About this task: Where a line of the entries below includes the string "Second", count it. Give only the resulting number.

Supplied information:
═══
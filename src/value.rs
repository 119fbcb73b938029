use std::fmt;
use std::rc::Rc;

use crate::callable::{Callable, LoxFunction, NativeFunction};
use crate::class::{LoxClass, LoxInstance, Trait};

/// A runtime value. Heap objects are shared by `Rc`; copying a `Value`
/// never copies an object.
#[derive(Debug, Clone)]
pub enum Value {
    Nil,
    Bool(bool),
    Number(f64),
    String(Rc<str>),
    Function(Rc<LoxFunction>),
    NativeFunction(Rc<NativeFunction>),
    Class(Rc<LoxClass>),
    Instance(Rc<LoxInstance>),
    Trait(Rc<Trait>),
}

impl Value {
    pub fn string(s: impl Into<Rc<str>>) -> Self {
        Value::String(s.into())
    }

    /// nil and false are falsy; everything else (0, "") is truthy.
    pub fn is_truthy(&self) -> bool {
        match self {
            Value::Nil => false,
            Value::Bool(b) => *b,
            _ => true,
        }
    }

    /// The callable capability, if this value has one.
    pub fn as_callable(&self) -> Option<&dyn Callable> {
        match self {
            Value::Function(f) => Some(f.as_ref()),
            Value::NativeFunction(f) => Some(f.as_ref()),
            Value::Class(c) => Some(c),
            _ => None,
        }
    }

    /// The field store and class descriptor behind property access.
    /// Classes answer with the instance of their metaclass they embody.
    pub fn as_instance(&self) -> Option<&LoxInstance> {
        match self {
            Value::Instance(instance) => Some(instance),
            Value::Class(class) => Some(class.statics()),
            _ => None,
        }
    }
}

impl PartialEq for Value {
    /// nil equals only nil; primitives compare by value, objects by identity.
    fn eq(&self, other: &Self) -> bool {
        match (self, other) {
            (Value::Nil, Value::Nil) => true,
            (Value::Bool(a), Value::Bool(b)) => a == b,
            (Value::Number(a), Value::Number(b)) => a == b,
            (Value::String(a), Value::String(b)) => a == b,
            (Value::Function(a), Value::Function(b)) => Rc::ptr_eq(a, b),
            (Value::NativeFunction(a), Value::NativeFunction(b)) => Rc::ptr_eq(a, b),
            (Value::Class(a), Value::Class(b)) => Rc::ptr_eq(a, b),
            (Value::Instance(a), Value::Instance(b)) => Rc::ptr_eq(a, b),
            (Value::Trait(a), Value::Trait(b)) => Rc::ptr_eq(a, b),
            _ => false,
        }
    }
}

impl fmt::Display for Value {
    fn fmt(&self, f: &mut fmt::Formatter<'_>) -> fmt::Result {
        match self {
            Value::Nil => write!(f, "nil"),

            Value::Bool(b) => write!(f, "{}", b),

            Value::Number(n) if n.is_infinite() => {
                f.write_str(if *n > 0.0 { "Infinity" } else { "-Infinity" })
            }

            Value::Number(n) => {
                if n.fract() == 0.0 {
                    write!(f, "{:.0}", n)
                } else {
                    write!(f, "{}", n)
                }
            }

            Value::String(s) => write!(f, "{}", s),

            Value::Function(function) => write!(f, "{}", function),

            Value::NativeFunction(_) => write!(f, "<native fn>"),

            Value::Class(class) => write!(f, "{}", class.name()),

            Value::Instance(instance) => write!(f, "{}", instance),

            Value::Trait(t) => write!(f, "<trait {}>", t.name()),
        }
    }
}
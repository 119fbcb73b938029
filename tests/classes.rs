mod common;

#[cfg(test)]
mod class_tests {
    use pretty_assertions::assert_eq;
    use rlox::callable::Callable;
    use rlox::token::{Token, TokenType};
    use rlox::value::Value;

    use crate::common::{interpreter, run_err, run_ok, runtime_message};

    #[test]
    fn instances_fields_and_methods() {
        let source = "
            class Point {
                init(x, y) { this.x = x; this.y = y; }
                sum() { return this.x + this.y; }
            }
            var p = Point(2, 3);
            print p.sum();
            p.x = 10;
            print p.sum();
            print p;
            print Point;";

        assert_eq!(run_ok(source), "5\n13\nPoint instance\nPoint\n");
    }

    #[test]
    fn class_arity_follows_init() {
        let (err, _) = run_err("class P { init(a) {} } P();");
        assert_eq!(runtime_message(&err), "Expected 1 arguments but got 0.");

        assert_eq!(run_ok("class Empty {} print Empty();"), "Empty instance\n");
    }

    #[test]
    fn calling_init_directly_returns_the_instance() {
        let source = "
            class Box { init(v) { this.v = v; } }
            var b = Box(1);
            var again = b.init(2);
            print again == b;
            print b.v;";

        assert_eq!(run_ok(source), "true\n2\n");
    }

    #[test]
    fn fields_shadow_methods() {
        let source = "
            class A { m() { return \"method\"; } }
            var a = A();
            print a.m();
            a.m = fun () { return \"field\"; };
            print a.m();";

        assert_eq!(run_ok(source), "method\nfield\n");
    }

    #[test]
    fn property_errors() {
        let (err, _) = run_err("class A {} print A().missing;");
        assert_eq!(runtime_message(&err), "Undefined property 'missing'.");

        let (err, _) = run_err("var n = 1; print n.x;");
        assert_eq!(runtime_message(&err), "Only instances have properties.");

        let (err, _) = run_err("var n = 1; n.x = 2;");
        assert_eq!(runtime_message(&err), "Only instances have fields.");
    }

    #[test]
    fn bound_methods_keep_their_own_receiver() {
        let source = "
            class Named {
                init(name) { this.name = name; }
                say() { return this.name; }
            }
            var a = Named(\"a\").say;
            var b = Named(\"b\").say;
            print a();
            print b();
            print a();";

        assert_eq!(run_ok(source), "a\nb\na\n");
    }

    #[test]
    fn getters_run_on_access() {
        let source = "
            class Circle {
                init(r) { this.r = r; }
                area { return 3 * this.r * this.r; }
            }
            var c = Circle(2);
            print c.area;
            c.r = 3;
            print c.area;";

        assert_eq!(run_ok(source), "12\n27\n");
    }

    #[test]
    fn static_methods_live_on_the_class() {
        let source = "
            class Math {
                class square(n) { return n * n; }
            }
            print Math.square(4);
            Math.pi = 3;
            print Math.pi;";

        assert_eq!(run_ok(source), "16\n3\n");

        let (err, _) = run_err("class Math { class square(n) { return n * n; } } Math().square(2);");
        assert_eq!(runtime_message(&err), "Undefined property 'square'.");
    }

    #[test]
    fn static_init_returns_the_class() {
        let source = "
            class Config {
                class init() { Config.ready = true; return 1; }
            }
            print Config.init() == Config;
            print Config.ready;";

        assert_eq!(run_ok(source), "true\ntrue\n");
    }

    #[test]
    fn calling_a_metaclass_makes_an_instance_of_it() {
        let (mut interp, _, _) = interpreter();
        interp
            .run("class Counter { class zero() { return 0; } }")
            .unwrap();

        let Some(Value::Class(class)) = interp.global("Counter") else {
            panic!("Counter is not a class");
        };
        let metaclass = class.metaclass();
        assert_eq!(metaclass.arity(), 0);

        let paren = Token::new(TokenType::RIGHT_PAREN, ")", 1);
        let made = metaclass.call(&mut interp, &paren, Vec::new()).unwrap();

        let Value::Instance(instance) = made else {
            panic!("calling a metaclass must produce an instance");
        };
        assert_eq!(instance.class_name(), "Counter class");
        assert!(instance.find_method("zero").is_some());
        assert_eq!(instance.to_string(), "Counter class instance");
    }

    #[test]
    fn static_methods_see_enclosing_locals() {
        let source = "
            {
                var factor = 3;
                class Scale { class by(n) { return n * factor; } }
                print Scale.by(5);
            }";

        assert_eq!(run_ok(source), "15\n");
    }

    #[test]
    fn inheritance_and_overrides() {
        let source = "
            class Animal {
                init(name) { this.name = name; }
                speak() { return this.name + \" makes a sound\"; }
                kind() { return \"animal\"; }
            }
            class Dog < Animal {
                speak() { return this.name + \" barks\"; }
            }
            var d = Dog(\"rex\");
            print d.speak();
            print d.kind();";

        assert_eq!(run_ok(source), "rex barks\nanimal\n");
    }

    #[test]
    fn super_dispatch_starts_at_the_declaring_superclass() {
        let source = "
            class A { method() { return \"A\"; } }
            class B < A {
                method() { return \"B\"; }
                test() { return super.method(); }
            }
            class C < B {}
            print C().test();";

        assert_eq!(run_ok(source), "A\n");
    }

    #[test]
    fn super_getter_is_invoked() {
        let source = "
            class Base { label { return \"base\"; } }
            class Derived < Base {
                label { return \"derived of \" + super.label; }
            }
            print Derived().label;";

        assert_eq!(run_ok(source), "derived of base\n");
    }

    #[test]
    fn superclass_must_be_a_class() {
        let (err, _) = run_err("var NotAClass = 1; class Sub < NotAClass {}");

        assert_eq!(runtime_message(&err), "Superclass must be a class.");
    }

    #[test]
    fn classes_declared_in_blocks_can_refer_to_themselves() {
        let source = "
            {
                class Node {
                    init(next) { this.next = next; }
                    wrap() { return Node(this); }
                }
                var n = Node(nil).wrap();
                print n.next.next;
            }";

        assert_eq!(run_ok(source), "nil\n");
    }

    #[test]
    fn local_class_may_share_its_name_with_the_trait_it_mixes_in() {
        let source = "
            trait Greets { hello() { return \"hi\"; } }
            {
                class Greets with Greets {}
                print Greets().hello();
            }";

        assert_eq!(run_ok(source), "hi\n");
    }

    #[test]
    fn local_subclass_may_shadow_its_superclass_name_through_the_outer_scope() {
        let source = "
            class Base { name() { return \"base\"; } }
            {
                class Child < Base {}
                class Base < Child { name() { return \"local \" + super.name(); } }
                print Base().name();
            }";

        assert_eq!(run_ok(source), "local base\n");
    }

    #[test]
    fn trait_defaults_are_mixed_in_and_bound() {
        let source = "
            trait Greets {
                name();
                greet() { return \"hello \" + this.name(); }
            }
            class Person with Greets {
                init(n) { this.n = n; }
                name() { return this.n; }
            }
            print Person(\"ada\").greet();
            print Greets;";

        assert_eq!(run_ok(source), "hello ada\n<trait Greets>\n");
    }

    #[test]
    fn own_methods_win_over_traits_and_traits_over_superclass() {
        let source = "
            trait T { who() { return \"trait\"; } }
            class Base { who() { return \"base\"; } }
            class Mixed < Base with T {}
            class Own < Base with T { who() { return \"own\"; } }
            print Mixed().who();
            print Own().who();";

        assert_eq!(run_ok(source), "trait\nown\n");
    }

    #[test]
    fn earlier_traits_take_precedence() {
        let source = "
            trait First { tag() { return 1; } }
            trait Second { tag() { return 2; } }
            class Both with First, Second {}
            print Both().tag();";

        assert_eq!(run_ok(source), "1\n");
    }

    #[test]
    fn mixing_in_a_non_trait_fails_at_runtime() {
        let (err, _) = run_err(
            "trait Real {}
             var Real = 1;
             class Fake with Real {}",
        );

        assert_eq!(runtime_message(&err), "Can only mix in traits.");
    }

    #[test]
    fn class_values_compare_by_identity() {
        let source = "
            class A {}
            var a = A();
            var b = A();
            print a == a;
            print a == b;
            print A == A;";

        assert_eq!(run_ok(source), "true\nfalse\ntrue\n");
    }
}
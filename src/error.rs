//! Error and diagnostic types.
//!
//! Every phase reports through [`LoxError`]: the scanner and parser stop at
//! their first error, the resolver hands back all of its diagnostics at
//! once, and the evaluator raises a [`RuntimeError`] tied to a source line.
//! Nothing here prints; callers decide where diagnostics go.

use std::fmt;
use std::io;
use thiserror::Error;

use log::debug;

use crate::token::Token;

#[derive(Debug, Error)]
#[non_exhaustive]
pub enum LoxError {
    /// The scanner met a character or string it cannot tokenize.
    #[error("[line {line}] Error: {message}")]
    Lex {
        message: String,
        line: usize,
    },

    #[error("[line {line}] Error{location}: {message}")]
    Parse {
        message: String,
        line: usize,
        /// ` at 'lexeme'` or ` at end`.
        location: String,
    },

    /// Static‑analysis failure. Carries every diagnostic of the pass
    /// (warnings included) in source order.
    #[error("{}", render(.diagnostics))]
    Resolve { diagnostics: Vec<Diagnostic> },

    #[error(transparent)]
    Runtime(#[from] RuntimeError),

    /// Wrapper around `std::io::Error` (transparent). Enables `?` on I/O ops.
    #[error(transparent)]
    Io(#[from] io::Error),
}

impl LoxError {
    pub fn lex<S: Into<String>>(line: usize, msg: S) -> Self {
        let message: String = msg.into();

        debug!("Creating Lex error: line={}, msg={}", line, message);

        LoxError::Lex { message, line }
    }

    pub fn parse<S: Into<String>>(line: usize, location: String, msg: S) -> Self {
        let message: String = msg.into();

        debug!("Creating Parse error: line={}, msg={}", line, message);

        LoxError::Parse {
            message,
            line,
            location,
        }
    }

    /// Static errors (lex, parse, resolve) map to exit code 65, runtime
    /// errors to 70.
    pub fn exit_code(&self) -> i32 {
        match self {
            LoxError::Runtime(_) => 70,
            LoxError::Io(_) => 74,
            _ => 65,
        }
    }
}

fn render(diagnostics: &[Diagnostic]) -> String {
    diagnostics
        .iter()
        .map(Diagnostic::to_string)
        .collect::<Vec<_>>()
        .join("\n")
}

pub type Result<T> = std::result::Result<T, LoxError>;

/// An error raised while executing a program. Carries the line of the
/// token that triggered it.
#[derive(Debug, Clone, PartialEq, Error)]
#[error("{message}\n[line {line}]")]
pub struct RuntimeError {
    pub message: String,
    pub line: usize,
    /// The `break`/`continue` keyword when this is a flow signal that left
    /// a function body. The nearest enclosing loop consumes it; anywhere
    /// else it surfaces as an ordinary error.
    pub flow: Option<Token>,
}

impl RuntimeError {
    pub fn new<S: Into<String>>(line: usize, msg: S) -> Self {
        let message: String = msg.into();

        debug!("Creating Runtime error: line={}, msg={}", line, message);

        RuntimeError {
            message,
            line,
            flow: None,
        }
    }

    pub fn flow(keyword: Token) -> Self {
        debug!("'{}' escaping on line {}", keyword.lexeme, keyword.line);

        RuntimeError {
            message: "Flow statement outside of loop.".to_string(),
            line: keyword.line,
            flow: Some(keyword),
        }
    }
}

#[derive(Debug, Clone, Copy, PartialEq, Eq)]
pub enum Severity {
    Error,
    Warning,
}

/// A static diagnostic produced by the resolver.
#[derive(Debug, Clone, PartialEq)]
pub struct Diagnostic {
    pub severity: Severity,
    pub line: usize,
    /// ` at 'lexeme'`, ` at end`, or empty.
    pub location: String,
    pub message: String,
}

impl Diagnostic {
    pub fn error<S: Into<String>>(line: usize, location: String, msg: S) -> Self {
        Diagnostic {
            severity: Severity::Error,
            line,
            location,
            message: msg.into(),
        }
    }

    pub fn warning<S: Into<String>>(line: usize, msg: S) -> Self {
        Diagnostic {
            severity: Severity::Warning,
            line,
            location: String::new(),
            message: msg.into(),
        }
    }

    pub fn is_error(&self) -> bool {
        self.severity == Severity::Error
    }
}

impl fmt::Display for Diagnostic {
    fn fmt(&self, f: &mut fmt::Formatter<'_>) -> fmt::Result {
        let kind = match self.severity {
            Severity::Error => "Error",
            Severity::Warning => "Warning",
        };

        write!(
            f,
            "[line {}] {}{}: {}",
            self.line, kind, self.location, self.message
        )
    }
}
═══
Output of the exercise: 2